“A child learns from his parents, but sometimes, the parents can learn from their child.
— Gregorio Santos, composer”
“My son learned to water ski this summer.”
I penned that proclamation Sept. 22, 1987. My son, Lee, was seven years old.
“No big deal you say,” that column continued. “Lots of youngsters tackle things like water skiing, swimming, and bicycle riding. Oh, did I tell you he also learned to ride a bicycle this summer?”
I revisited that piece last week for the first time since I wrote it. It surfaced while working on my latest project, collecting, and cataloging many years of my attempts at weekly ramblings. All the way back to my first column in November of 1980. It’s been fun. It’s been frustrating. But it’s been fulfilling. When I wrote my first more than 42 years ago, the farthest thing from my mind was that they might someday resemble my life’s resume.
More often than not, I’ve said column writing became my cheap therapy. Something I admitted in writing as early as the column I wrote about Lee. “People who write often share their souls with the world by committing to the posterity of print for all the world to read,” were my exact words. “Things that others may think but never say. It keeps me sane, and it’s cheaper than a therapist.”
The column continued, “The following words have been on my mind for some time. Thoughts waiting to be set free. Feelings that started when our seven-year-old, Lee, first maneuvered a bicycle down the driveway earlier last spring. He was proud, but proud couldn’t touch my feelings.
“Then, this summer, when I watched as he overcame frustration and failed attempts to stay on top of water skis, I wasn’t sure which was bigger. The lump in my throat or the smile on his wet face as I watched from the boat when he finally persevered, holding on to the ski rope for dear life.
“What father is not proud of their children’s achievements? Bear with me a minute longer. Let me tell you about my pride,” I wrote.
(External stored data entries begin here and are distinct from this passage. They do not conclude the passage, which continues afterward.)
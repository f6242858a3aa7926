//! Single-file transfer into and out of a running VM
//!
//! The engine copies tar archives, so every transfer wraps or unwraps exactly
//! one archive entry.

use cpi_spec::VmId;
use std::future::Future;
use std::io::Read;
use std::sync::Arc;
use std::time::Duration;

use crate::engine::Engine;
use crate::error::{CpiError, Result};

/// Upper bound on one download, upload or in-VM command
pub const FILE_TRANSFER_TIMEOUT: Duration = Duration::from_secs(30);

/// Delay between exec completion checks
pub const EXEC_POLL_INTERVAL: Duration = Duration::from_millis(50);

/// Mode given to uploaded files
const UPLOADED_FILE_MODE: u32 = 0o640;

/// File transfer bound to one VM
#[derive(Clone)]
pub struct FileService {
    engine: Arc<dyn Engine>,
    vm: VmId,
    timeout: Duration,
}

impl std::fmt::Debug for FileService {
    fn fmt(&self, f: &mut std::fmt::Formatter<'_>) -> std::fmt::Result {
        f.debug_struct("FileService")
            .field("vm", &self.vm)
            .field("timeout", &self.timeout)
            .finish_non_exhaustive()
    }
}

/// Split a container path into its directory and file name.
fn split_path(path: &str) -> (&str, &str) {
    match path.rsplit_once('/') {
        Some(("", name)) => ("/", name),
        Some((dir, name)) => (dir, name),
        None => (".", path),
    }
}

fn archive_single_file(name: &str, contents: &[u8]) -> std::io::Result<Vec<u8>> {
    let mut header = tar::Header::new_gnu();
    header.set_size(contents.len() as u64);
    header.set_mode(UPLOADED_FILE_MODE);
    header.set_cksum();

    let mut builder = tar::Builder::new(Vec::new());
    builder.append_data(&mut header, name, contents)?;
    builder.into_inner()
}

fn read_first_entry(archive: &[u8]) -> std::io::Result<Vec<u8>> {
    let mut archive = tar::Archive::new(archive);
    let mut entry = archive.entries()?.next().ok_or_else(|| {
        std::io::Error::new(std::io::ErrorKind::UnexpectedEof, "archive has no entries")
    })??;
    let mut contents = Vec::new();
    entry.read_to_end(&mut contents)?;
    Ok(contents)
}

impl FileService {
    pub fn new(engine: Arc<dyn Engine>, vm: VmId) -> Self {
        Self {
            engine,
            vm,
            timeout: FILE_TRANSFER_TIMEOUT,
        }
    }

    pub fn with_timeout(mut self, timeout: Duration) -> Self {
        self.timeout = timeout;
        self
    }

    pub fn vm(&self) -> &VmId {
        &self.vm
    }

    async fn bounded<T>(&self, path: &str, work: impl Future<Output = Result<T>>) -> Result<T> {
        tokio::time::timeout(self.timeout, work)
            .await
            .map_err(|_| CpiError::FileTransfer {
                path: path.to_string(),
                reason: format!("timed out after {:?}", self.timeout),
            })?
    }

    /// Read the file at `path` inside the VM.
    ///
    /// A missing file is reported as [`CpiError::FileNotFound`].
    pub async fn download(&self, path: &str) -> Result<Vec<u8>> {
        tracing::debug!(vm = %self.vm, path, "downloading file");

        self.bounded(path, async {
            let archive = self
                .engine
                .copy_from_container(self.vm.as_str(), path)
                .await
                .map_err(|e| {
                    if e.is_not_found() {
                        CpiError::FileNotFound(path.to_string())
                    } else {
                        CpiError::FileTransfer {
                            path: path.to_string(),
                            reason: e.to_string(),
                        }
                    }
                })?;

            read_first_entry(&archive).map_err(|e| CpiError::FileTransfer {
                path: path.to_string(),
                reason: format!("reading archive header: {e}"),
            })
        })
        .await
    }

    /// Write `contents` to `path` inside the VM, creating the parent
    /// directory first.
    pub async fn upload(&self, path: &str, contents: &[u8]) -> Result<()> {
        let (dir, name) = split_path(path);
        tracing::debug!(vm = %self.vm, path, bytes = contents.len(), "uploading file");

        let archive = archive_single_file(name, contents).map_err(|e| CpiError::FileTransfer {
            path: path.to_string(),
            reason: format!("building archive: {e}"),
        })?;

        self.bounded(path, async {
            self.run_to_completion(&["mkdir", "-p", dir]).await?;
            self.engine
                .copy_to_container(self.vm.as_str(), dir, archive)
                .await
                .map_err(|e| CpiError::FileTransfer {
                    path: path.to_string(),
                    reason: e.to_string(),
                })
        })
        .await
    }

    /// Run a command inside the VM and wait for it to exit successfully.
    pub async fn exec(&self, cmd: &[&str]) -> Result<()> {
        let command = cmd.join(" ");
        tokio::time::timeout(self.timeout, self.run_to_completion(cmd))
            .await
            .map_err(|_| CpiError::Exec {
                command,
                reason: format!("timed out after {:?}", self.timeout),
            })?
    }

    async fn run_to_completion(&self, cmd: &[&str]) -> Result<()> {
        let command = cmd.join(" ");
        let failed = |reason: String| CpiError::Exec {
            command: command.clone(),
            reason,
        };

        let exec_id = self
            .engine
            .create_exec(
                self.vm.as_str(),
                cmd.iter().map(|arg| arg.to_string()).collect(),
            )
            .await
            .map_err(|e| failed(format!("creating exec: {e}")))?;

        self.engine
            .start_exec(&exec_id)
            .await
            .map_err(|e| failed(format!("starting exec: {e}")))?;

        loop {
            let state = self
                .engine
                .inspect_exec(&exec_id)
                .await
                .map_err(|e| failed(format!("inspecting exec: {e}")))?;

            if state.running {
                tokio::time::sleep(EXEC_POLL_INTERVAL).await;
                continue;
            }

            return match state.exit_code {
                Some(0) | None => Ok(()),
                Some(code) => Err(failed(format!("exit status {code}"))),
            };
        }
    }
}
“Go back with me to 1980 when Lee was born. May 12. Share with me the disbelief, fear, and heartache when doctors said shortly after Lee entered the world that his chances for survival were not good. As I tried to process, I heard words about fewer than 10 percent of babies born with the problems Lee came with survived. And the few who do are typically weak and frail children who never properly or fully develop to adulthood.”
The column described the six weeks we stood vigil at Schumpert’s Neonatal Intensive Care Unit in Shreveport with a glass partition separating us from our newborn. I also confessed thoughts about whether hours of reconstructive surgery the same day he was born would be successful. And if he did make it, what kind of a life would he face.
“But,” the column also recounted, “that’s only background for the message that follows.”
I lauded long about how Lee quickly became an impatient second grader making excellent grades, climbing trees, skateboarding, and water skiing. About him decorating his sister’s room with Crayolas, running off the cat, and mesmerizing the neighbors. But most of all, about how he, along with his nine-year-old sister, brought so much love into our home.
I concluded by writing, “Still, every time I watch him accomplish another milestone in life, I’m thankful for his accomplishments and thankful that he’s my son. Not because of what he’s done or how far he’s come from where he started. Hey, by the time he reached his first birthday, you’d never know what he went through the first year of his life.
“I’m grateful most of all for what he’s taught me. Because every time he rides his bike across the yard or skis across the lake, I think God knew seven years ago what Lee could do for me.
“But that’s another story, another part of my soul to be shared in another column.
“I’ve told you my son learned to water ski this summer. Only God in heaven knows what I’ve learned from him.”
As I share my soul in this message in 2023, my son Lee will be 43 this coming May.
I still thank God for him and his amazing sister, Robin. I’m still learning from both.
And I’m still writing for therapy. Cheap therapy.